START INPUT DATA

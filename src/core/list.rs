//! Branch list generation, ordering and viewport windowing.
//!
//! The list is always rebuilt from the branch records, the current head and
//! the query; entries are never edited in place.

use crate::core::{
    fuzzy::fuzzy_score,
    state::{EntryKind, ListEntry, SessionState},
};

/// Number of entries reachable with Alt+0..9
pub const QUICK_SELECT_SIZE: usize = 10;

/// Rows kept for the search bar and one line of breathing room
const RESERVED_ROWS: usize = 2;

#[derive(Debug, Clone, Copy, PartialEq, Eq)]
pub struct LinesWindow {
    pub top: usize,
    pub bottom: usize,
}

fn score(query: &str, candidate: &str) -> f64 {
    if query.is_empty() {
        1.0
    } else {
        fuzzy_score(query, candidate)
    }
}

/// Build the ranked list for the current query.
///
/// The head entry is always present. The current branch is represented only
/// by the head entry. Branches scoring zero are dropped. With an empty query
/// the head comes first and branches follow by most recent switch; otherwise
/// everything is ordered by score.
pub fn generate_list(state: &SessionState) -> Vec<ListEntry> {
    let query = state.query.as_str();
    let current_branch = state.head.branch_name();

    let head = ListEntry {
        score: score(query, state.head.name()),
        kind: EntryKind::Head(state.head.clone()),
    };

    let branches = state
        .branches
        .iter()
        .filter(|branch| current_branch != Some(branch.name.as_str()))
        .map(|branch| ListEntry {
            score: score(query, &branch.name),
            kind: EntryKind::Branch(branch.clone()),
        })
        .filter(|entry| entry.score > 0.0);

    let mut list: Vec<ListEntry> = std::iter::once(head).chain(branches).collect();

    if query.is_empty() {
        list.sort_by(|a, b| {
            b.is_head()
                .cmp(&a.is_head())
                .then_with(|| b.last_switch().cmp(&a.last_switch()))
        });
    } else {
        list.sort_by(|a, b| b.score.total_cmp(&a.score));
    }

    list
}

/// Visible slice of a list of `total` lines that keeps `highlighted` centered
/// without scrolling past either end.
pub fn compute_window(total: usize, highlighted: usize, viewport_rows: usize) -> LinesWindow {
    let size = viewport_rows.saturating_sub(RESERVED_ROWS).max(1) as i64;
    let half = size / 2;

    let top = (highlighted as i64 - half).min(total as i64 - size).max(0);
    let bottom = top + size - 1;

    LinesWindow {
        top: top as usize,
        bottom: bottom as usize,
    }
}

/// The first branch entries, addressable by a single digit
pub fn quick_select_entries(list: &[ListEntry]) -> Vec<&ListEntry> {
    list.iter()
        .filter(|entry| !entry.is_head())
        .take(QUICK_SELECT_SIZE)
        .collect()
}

END INPUT DATA
START INPUT DATA

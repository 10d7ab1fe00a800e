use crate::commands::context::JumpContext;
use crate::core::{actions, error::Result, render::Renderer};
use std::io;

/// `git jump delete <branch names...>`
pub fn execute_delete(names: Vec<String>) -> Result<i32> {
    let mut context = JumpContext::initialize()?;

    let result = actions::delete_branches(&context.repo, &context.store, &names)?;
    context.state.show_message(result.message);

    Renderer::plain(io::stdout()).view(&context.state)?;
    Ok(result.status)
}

END INPUT DATA

→ ACTION ITEM
Look through the entries for lines containing the word "state" and return each one.

→ FINISHED EXERCISE
    state::{EntryKind, ListEntry, SessionState},
pub fn generate_list(state: &SessionState) -> Vec<ListEntry> {
    let query = state.query.as_str();
    let current_branch = state.head.branch_name();
        score: score(query, state.head.name()),
        kind: EntryKind::Head(state.head.clone()),
    let branches = state
    context.state.show_message(result.message);
    Renderer::plain(io::stdout()).view(&context.state)?;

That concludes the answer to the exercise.